> SOURCE DATA:

::::

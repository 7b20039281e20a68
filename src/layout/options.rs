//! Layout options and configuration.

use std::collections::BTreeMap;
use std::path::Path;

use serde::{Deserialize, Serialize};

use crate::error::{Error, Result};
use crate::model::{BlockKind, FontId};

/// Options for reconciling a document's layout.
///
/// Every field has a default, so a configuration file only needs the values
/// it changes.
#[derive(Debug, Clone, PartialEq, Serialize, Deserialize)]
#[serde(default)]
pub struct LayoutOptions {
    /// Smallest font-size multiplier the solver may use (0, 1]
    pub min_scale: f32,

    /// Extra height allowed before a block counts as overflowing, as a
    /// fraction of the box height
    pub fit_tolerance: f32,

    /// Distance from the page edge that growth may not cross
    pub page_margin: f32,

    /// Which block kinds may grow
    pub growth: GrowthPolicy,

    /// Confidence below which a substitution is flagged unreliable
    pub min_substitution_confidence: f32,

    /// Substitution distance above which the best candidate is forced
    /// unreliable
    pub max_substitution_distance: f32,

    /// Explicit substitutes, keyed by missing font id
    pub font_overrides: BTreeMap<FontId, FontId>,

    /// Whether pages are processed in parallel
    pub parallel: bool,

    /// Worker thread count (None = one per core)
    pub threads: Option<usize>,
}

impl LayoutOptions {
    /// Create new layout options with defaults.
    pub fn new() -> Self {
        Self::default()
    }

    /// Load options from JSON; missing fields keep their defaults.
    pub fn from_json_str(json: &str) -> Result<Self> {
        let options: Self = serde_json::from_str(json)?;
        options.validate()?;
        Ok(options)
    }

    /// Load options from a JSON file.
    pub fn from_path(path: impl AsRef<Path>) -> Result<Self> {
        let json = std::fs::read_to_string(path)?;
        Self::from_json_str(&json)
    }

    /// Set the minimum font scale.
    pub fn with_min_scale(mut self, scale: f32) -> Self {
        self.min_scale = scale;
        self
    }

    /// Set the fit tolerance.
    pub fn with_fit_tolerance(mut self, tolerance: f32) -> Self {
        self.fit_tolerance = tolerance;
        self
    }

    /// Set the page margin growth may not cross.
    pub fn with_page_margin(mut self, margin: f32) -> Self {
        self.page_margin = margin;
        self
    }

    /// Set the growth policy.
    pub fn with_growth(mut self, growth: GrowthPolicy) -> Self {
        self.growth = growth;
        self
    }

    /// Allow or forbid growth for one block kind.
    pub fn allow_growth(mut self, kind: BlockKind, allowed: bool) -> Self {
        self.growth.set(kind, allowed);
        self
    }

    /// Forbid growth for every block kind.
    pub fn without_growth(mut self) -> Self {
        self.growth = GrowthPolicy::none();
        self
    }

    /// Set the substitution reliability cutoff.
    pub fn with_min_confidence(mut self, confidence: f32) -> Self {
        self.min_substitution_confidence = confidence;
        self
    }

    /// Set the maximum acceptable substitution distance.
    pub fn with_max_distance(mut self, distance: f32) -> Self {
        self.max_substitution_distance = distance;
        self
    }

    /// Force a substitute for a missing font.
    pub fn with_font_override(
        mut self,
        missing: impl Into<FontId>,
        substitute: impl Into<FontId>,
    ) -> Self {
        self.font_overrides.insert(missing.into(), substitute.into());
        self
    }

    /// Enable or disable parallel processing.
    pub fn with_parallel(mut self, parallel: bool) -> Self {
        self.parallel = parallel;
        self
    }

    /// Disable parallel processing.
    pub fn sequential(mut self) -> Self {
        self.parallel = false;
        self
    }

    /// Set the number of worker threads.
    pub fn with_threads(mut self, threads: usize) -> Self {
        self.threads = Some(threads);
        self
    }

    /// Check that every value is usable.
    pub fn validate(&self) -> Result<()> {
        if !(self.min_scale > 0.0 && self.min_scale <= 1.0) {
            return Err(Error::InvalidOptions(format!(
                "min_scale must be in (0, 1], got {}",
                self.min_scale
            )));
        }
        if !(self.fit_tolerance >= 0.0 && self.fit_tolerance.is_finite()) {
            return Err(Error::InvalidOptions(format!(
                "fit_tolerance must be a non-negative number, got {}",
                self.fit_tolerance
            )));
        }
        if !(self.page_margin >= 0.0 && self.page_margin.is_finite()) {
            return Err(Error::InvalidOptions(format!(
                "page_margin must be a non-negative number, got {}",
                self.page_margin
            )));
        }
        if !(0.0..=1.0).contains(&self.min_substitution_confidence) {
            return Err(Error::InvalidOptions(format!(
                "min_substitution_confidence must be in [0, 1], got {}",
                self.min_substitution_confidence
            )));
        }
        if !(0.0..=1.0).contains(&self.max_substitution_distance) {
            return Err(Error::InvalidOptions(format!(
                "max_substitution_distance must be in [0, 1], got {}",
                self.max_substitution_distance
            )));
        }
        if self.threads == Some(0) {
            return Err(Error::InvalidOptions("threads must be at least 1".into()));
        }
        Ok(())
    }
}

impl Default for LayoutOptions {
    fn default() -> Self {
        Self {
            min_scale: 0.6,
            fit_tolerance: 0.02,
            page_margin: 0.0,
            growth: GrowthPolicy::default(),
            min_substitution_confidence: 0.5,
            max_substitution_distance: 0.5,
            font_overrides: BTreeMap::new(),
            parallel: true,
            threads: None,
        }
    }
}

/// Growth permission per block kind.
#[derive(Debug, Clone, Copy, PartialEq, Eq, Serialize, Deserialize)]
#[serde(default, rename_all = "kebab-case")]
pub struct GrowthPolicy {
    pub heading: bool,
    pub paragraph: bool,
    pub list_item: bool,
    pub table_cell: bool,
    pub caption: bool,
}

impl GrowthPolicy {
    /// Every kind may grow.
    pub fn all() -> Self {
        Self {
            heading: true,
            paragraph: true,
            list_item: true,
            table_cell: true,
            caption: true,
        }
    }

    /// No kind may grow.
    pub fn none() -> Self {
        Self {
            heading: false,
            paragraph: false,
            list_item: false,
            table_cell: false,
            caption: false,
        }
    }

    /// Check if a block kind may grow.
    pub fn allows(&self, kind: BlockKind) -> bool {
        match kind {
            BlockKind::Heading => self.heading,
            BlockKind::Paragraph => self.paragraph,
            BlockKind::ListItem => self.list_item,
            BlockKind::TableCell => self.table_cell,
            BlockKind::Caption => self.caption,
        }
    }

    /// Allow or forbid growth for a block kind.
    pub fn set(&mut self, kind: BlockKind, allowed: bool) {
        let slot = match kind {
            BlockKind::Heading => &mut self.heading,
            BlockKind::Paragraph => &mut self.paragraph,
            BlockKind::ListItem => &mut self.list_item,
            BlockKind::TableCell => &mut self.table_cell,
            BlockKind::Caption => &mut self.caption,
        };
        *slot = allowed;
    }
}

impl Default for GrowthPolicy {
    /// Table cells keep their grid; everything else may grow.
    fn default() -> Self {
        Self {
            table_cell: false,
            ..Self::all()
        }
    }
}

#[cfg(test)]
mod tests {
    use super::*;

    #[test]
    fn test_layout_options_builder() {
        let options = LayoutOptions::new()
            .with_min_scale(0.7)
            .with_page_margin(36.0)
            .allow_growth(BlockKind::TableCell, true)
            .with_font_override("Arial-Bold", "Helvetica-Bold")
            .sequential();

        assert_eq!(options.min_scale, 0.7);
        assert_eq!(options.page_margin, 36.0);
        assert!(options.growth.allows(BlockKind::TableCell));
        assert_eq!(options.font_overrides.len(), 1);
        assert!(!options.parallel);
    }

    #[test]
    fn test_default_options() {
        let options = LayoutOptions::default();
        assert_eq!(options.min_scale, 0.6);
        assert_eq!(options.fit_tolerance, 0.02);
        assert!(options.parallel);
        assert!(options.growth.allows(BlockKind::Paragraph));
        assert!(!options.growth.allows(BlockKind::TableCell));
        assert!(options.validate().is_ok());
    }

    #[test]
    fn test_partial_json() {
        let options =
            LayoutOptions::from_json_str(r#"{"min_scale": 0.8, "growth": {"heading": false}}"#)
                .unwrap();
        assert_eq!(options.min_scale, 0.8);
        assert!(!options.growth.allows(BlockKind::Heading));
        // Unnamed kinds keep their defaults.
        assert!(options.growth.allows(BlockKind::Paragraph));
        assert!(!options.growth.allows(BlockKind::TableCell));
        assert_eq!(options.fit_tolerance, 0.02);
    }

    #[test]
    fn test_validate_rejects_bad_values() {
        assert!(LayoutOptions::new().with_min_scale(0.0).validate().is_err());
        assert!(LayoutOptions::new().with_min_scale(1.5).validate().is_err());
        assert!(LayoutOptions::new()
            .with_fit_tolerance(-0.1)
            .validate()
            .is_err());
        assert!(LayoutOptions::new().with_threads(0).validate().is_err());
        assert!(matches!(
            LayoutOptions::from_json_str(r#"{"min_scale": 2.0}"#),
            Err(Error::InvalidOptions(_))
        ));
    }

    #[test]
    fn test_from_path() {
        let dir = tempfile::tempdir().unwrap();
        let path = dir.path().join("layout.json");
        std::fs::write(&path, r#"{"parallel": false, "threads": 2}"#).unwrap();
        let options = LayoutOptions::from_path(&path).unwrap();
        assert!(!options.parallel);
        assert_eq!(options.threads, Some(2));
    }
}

::::

> EXERCISE INSTRUCTIONS:
Say how many lines of these records hold the string "Deserialize", giving the number and no other words.

> RESPONSE AREA:
3